** Task description **
Whenever a line in the records below holds the string "return", copy it out.

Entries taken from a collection
::::::::::
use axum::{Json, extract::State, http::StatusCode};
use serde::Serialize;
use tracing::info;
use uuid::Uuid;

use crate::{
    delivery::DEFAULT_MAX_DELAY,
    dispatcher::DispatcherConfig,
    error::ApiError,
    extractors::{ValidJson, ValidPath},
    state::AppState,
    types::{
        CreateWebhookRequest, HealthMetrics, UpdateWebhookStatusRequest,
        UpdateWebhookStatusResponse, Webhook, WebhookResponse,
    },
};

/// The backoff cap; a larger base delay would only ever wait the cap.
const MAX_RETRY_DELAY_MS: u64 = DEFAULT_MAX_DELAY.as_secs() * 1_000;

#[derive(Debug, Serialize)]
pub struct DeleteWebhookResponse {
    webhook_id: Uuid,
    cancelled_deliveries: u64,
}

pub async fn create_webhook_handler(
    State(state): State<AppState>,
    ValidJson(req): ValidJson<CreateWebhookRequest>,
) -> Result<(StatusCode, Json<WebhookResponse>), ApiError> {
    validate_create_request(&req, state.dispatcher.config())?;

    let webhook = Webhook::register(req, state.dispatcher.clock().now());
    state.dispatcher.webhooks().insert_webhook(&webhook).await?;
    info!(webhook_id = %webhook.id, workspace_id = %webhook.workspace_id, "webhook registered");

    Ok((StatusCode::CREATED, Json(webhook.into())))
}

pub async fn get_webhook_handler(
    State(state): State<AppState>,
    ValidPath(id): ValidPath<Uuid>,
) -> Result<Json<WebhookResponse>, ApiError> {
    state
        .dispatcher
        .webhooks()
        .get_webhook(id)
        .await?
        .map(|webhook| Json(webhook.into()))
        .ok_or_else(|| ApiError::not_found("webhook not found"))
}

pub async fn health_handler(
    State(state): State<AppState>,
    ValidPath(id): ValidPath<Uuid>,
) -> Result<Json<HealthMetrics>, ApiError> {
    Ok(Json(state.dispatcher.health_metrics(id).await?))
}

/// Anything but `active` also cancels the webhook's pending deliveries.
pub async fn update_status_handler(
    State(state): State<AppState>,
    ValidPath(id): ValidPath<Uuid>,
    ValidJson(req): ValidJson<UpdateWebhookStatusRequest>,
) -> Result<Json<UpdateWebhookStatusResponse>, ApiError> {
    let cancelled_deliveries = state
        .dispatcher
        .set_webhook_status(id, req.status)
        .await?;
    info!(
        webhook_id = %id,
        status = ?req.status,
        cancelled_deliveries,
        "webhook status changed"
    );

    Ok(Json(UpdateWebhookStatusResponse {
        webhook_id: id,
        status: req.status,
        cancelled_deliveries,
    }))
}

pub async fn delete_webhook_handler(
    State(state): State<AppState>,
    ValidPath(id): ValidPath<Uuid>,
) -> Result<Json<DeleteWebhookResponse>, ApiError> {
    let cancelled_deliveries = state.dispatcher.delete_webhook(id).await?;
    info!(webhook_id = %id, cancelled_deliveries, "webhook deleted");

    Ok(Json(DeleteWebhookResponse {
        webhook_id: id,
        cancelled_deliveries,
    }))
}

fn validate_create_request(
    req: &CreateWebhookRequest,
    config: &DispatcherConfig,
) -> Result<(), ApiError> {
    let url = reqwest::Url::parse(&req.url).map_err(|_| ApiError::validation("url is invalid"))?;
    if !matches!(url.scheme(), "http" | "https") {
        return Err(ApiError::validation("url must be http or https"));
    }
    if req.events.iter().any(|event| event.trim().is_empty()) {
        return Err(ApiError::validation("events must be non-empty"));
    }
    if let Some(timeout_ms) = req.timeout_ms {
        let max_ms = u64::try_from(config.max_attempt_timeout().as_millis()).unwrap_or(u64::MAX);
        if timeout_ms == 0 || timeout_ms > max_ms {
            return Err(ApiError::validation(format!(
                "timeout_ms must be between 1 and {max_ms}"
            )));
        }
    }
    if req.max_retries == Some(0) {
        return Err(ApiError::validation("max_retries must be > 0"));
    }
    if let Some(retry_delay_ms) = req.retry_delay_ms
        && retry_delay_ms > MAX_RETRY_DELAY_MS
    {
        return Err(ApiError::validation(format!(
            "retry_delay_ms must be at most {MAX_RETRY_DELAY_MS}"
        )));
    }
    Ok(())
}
::::::::::
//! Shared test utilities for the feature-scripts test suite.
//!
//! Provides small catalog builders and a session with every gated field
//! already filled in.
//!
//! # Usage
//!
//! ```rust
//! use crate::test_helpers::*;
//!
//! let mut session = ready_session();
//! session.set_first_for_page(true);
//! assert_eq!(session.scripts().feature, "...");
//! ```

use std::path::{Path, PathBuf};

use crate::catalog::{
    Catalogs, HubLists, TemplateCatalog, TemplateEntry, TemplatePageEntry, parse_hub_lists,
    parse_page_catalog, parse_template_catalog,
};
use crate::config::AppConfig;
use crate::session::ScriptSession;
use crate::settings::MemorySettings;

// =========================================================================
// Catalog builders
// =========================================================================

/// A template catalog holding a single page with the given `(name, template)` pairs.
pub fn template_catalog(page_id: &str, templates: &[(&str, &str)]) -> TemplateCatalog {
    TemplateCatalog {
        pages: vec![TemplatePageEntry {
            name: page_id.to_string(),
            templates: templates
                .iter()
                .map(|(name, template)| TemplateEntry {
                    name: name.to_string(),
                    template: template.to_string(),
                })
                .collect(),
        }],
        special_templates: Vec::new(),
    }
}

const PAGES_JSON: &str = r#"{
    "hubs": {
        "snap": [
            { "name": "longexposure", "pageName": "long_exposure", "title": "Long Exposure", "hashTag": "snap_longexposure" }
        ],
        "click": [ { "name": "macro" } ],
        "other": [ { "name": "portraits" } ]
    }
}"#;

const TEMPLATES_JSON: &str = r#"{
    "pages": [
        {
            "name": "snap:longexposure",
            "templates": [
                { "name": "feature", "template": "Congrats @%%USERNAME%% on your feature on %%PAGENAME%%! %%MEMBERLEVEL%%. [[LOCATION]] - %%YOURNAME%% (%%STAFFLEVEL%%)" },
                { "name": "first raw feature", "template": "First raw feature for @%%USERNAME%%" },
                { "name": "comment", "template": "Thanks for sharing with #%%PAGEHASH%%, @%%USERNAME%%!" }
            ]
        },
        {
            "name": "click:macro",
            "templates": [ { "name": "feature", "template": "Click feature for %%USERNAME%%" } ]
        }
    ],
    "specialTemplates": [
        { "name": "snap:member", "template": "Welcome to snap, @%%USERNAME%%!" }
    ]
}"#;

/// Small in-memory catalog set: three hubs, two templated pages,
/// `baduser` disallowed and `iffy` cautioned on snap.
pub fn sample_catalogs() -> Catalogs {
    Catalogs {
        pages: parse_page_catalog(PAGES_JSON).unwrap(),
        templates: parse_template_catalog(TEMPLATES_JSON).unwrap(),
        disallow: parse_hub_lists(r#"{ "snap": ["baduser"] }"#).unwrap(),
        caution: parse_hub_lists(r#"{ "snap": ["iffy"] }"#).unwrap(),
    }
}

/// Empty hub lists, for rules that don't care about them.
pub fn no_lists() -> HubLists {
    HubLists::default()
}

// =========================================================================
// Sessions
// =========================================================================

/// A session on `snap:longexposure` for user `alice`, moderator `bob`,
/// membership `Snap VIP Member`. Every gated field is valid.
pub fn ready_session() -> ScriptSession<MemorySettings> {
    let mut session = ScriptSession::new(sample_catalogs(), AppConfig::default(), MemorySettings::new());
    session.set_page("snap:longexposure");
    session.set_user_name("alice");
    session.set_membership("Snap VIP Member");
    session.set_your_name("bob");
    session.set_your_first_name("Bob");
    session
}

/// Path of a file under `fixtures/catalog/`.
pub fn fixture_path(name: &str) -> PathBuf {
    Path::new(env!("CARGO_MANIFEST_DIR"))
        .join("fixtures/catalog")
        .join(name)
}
::::::::::
** The answer **
        return Err(ApiError::validation("url must be http or https"));
        return Err(ApiError::validation("events must be non-empty"));
            return Err(ApiError::validation(format!(
        return Err(ApiError::validation("max_retries must be > 0"));
        return Err(ApiError::validation(format!(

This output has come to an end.